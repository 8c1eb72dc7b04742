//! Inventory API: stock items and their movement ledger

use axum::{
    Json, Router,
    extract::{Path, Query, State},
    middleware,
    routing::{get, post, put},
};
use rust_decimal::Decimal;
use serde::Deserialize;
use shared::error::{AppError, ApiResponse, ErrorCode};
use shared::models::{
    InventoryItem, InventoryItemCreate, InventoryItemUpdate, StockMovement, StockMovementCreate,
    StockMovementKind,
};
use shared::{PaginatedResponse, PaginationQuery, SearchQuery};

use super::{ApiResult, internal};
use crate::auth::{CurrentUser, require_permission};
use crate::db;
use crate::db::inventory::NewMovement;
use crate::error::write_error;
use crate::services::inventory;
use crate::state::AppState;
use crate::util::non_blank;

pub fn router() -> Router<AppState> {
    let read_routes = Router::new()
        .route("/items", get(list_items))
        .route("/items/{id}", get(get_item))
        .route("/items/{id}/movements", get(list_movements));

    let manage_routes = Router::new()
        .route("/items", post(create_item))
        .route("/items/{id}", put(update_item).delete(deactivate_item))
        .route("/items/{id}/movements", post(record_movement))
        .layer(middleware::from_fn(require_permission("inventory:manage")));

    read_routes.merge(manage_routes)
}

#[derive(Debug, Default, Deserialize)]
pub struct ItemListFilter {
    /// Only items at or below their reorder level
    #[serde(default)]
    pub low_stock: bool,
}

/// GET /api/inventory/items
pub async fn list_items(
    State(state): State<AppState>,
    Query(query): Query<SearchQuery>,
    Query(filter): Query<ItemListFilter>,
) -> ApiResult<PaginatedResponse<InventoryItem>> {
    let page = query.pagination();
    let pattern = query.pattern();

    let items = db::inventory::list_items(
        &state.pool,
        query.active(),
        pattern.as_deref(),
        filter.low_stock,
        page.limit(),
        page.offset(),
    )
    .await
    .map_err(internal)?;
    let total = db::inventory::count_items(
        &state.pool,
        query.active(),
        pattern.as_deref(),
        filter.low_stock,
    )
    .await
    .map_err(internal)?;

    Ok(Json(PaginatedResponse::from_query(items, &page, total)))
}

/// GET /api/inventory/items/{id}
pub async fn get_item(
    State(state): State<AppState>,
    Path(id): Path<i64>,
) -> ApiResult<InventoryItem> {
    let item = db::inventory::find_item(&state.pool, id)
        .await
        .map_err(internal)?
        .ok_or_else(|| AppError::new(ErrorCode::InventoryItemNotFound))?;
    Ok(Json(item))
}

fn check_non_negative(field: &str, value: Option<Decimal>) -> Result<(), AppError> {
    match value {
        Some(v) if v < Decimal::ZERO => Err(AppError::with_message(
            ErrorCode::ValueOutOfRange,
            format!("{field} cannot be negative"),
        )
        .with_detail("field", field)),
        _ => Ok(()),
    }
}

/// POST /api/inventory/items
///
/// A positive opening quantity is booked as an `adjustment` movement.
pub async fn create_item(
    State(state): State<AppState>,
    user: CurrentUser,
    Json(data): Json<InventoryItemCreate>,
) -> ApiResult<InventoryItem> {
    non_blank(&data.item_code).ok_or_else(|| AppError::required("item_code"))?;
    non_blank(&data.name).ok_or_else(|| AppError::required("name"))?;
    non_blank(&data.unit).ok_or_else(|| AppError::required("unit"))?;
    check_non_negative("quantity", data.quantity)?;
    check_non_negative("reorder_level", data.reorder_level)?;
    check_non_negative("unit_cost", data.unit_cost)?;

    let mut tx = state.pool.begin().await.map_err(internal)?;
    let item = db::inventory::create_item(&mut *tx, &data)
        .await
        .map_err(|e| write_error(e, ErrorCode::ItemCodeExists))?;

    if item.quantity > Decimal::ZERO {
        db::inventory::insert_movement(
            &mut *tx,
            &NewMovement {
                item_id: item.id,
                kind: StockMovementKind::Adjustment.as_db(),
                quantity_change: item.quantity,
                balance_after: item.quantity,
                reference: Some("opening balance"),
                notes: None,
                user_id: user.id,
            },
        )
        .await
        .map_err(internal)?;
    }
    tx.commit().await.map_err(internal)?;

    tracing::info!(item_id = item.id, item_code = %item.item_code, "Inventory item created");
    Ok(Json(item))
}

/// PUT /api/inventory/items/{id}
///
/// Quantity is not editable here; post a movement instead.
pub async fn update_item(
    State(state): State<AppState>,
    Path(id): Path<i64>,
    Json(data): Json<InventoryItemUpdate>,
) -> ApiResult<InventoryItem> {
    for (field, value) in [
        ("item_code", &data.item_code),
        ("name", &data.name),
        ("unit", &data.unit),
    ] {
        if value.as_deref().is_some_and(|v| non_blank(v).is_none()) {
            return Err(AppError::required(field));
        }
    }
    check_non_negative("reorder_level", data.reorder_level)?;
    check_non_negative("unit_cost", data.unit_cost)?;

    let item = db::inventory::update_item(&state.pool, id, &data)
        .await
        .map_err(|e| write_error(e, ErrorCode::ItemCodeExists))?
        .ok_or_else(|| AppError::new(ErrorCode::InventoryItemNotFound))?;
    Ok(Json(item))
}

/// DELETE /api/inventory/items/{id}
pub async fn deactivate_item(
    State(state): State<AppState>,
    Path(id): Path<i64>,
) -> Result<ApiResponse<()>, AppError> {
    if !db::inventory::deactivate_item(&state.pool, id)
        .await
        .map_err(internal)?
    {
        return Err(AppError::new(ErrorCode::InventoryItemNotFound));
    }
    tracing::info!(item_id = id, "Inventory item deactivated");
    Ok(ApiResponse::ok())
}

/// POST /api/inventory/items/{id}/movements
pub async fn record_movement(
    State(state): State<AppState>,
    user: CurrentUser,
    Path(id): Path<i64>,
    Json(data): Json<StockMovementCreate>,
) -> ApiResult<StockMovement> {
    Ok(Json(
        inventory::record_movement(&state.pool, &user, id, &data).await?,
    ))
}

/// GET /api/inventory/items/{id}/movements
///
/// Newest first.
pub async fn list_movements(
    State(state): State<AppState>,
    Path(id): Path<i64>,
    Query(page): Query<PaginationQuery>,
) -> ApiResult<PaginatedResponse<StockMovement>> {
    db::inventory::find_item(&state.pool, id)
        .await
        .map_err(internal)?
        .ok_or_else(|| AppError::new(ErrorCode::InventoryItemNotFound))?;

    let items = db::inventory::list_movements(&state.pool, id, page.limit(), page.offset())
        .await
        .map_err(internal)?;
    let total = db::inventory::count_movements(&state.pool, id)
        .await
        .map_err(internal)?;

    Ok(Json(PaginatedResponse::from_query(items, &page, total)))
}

■ Directions for this task:
In this exercise, reproduce the material word for word, in full.

■ Task output:
repository 8c1eb72dc7b04742
//! Inventory API: stock items and their movement ledger

use axum::{
    Json, Router,
    extract::{Path, Query, State},
    middleware,
    routing::{get, post, put},
};
use rust_decimal::Decimal;
use serde::Deserialize;
use shared::error::{AppError, ApiResponse, ErrorCode};
use shared::models::{
    InventoryItem, InventoryItemCreate, InventoryItemUpdate, StockMovement, StockMovementCreate,
    StockMovementKind,
};
use shared::{PaginatedResponse, PaginationQuery, SearchQuery};

use super::{ApiResult, internal};
use crate::auth::{CurrentUser, require_permission};
use crate::db;
use crate::db::inventory::NewMovement;
use crate::error::write_error;
use crate::services::inventory;
use crate::state::AppState;
use crate::util::non_blank;

pub fn router() -> Router<AppState> {
    let read_routes = Router::new()
        .route("/items", get(list_items))
        .route("/items/{id}", get(get_item))
        .route("/items/{id}/movements", get(list_movements));

    let manage_routes = Router::new()
        .route("/items", post(create_item))
        .route("/items/{id}", put(update_item).delete(deactivate_item))
        .route("/items/{id}/movements", post(record_movement))
        .layer(middleware::from_fn(require_permission("inventory:manage")));

    read_routes.merge(manage_routes)
}

#[derive(Debug, Default, Deserialize)]
pub struct ItemListFilter {
    /// Only items at or below their reorder level
    #[serde(default)]
    pub low_stock: bool,
}

/// GET /api/inventory/items
pub async fn list_items(
    State(state): State<AppState>,
    Query(query): Query<SearchQuery>,
    Query(filter): Query<ItemListFilter>,
) -> ApiResult<PaginatedResponse<InventoryItem>> {
    let page = query.pagination();
    let pattern = query.pattern();

    let items = db::inventory::list_items(
        &state.pool,
        query.active(),
        pattern.as_deref(),
        filter.low_stock,
        page.limit(),
        page.offset(),
    )
    .await
    .map_err(internal)?;
    let total = db::inventory::count_items(
        &state.pool,
        query.active(),
        pattern.as_deref(),
        filter.low_stock,
    )
    .await
    .map_err(internal)?;

    Ok(Json(PaginatedResponse::from_query(items, &page, total)))
}

/// GET /api/inventory/items/{id}
pub async fn get_item(
    State(state): State<AppState>,
    Path(id): Path<i64>,
) -> ApiResult<InventoryItem> {
    let item = db::inventory::find_item(&state.pool, id)
        .await
        .map_err(internal)?
        .ok_or_else(|| AppError::new(ErrorCode::InventoryItemNotFound))?;
    Ok(Json(item))
}

fn check_non_negative(field: &str, value: Option<Decimal>) -> Result<(), AppError> {
    match value {
        Some(v) if v < Decimal::ZERO => Err(AppError::with_message(
            ErrorCode::ValueOutOfRange,
            format!("{field} cannot be negative"),
        )
        .with_detail("field", field)),
        _ => Ok(()),
    }
}

/// POST /api/inventory/items
///
/// A positive opening quantity is booked as an `adjustment` movement.
pub async fn create_item(
    State(state): State<AppState>,
    user: CurrentUser,
    Json(data): Json<InventoryItemCreate>,
) -> ApiResult<InventoryItem> {
    non_blank(&data.item_code).ok_or_else(|| AppError::required("item_code"))?;
    non_blank(&data.name).ok_or_else(|| AppError::required("name"))?;
    non_blank(&data.unit).ok_or_else(|| AppError::required("unit"))?;
    check_non_negative("quantity", data.quantity)?;
    check_non_negative("reorder_level", data.reorder_level)?;
    check_non_negative("unit_cost", data.unit_cost)?;

    let mut tx = state.pool.begin().await.map_err(internal)?;
    let item = db::inventory::create_item(&mut *tx, &data)
        .await
        .map_err(|e| write_error(e, ErrorCode::ItemCodeExists))?;

    if item.quantity > Decimal::ZERO {
        db::inventory::insert_movement(
            &mut *tx,
            &NewMovement {
                item_id: item.id,
                kind: StockMovementKind::Adjustment.as_db(),
                quantity_change: item.quantity,
                balance_after: item.quantity,
                reference: Some("opening balance"),
                notes: None,
                user_id: user.id,
            },
        )
        .await
        .map_err(internal)?;
    }
    tx.commit().await.map_err(internal)?;

    tracing::info!(item_id = item.id, item_code = %item.item_code, "Inventory item created");
    Ok(Json(item))
}

/// PUT /api/inventory/items/{id}
///
/// Quantity is not editable here; post a movement instead.
pub async fn update_item(
    State(state): State<AppState>,
    Path(id): Path<i64>,
    Json(data): Json<InventoryItemUpdate>,
) -> ApiResult<InventoryItem> {
    for (field, value) in [
        ("item_code", &data.item_code),
        ("name", &data.name),
        ("unit", &data.unit),
    ] {
        if value.as_deref().is_some_and(|v| non_blank(v).is_none()) {
            return Err(AppError::required(field));
        }
    }
    check_non_negative("reorder_level", data.reorder_level)?;
    check_non_negative("unit_cost", data.unit_cost)?;

    let item = db::inventory::update_item(&state.pool, id, &data)
        .await
        .map_err(|e| write_error(e, ErrorCode::ItemCodeExists))?
        .ok_or_else(|| AppError::new(ErrorCode::InventoryItemNotFound))?;
    Ok(Json(item))
}

/// DELETE /api/inventory/items/{id}
pub async fn deactivate_item(
    State(state): State<AppState>,
    Path(id): Path<i64>,
) -> Result<ApiResponse<()>, AppError> {
    if !db::inventory::deactivate_item(&state.pool, id)
        .await
        .map_err(internal)?
    {
        return Err(AppError::new(ErrorCode::InventoryItemNotFound));
    }
    tracing::info!(item_id = id, "Inventory item deactivated");
    Ok(ApiResponse::ok())
}

/// POST /api/inventory/items/{id}/movements
pub async fn record_movement(
    State(state): State<AppState>,
    user: CurrentUser,
    Path(id): Path<i64>,
    Json(data): Json<StockMovementCreate>,
) -> ApiResult<StockMovement> {
    Ok(Json(
        inventory::record_movement(&state.pool, &user, id, &data).await?,
    ))
}

/// GET /api/inventory/items/{id}/movements
///
/// Newest first.
pub async fn list_movements(
    State(state): State<AppState>,
    Path(id): Path<i64>,
    Query(page): Query<PaginationQuery>,
) -> ApiResult<PaginatedResponse<StockMovement>> {
    db::inventory::find_item(&state.pool, id)
        .await
        .map_err(internal)?
        .ok_or_else(|| AppError::new(ErrorCode::InventoryItemNotFound))?;

    let items = db::inventory::list_movements(&state.pool, id, page.limit(), page.offset())
        .await
        .map_err(internal)?;
    let total = db::inventory::count_movements(&state.pool, id)
        .await
        .map_err(internal)?;

    Ok(Json(PaginatedResponse::from_query(items, &page, total)))
}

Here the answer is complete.